The death of a care home resident at the hands of a fellow patient has led to calls for adult protection to be given the same statutory weight as that afforded to children.

A serious case review into the adult protection issues raised by the killing of Angela Titley at a mental health unit in Surrey is likely to argue that the current statutory framework is not strong enough.

Ronald Roberts, 72, was jailed for life at the Old Bailey last week after admitting the manslaughter by diminished responsibility of Titley.

Roberts had started a relationship with the 56-year-old after being admitted to the mixed-sex, low-security Shrewsbury Court ward at Whitepost care home in Redhill, even though he had a history of assaults on women.

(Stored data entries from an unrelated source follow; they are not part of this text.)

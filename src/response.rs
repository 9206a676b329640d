//! Standard response envelope helpers.

use axum::{http::StatusCode, Json};
use serde::Serialize;

#[derive(Serialize)]
pub struct SuccessOne<T> {
    pub data: T,
    #[serde(skip_serializing_if = "Option::is_none")]
    pub meta: Option<serde_json::Value>,
}

#[derive(Serialize)]
pub struct SuccessMany<T> {
    pub data: Vec<T>,
    pub meta: MetaCount,
}

#[derive(Serialize)]
pub struct MetaCount {
    pub count: u64,
}

/// Update and delete outcome.
#[derive(Serialize)]
pub struct RowsAffected {
    pub rows_affected: u64,
}

/// Credential check outcome.
#[derive(Serialize)]
pub struct Verification {
    pub valid: bool,
}

/// 201 with the created row.
pub fn success_one<T: Serialize>(data: T) -> (StatusCode, Json<SuccessOne<T>>) {
    (
        StatusCode::CREATED,
        Json(SuccessOne {
            data,
            meta: None,
        }),
    )
}

pub fn success_one_ok<T: Serialize>(data: T) -> (StatusCode, Json<SuccessOne<T>>) {
    (
        StatusCode::OK,
        Json(SuccessOne {
            data,
            meta: None,
        }),
    )
}

pub fn success_many<T: Serialize>(data: Vec<T>) -> (StatusCode, Json<SuccessMany<T>>) {
    let count = data.len() as u64;
    (
        StatusCode::OK,
        Json(SuccessMany {
            data,
            meta: MetaCount { count },
        }),
    )
}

Diagnosed with a severe personality disorder, he stabbed Titley three days after failing to receive the injection of anti-psychotic drugs he was due to have once every three weeks.

Judge Anthony Morris QC said there were numerous and alarming shortcomings in the care given to Roberts and his victim.

An external inquiry into the treatment and care of Roberts and Titley has been commissioned by South West London Health Authority and Kent and Medway Strategic Health Authority, the two originating authorities.

The serious case review, led by Surrey Council, started in May and focused on the way agencies worked together.

It has not yet been published, but Surrey adult protection manager Louise Lamb said a legal framework that mirrored child protection would help prevent adults “falling through the gaps”.

She added: “There’s no statutory partnership arrangement in place for adult protection as there is for child protection.”

Lamb said agencies such as social services and the police had a role in protecting vulnerable adults but there was no statutory duty requiring them to work together, ring-fenced funding or a responsibility on any single agency to take the lead.

Action on Elder Abuse chief executive Gary FitzGerald said adult protection was only covered by guidance, which was likely to be a lower priority for authorities than the statutory responsibilities to children.

FitzGerald said many councils were hard pressed to fulfil even the minimum standards set out in the guidance.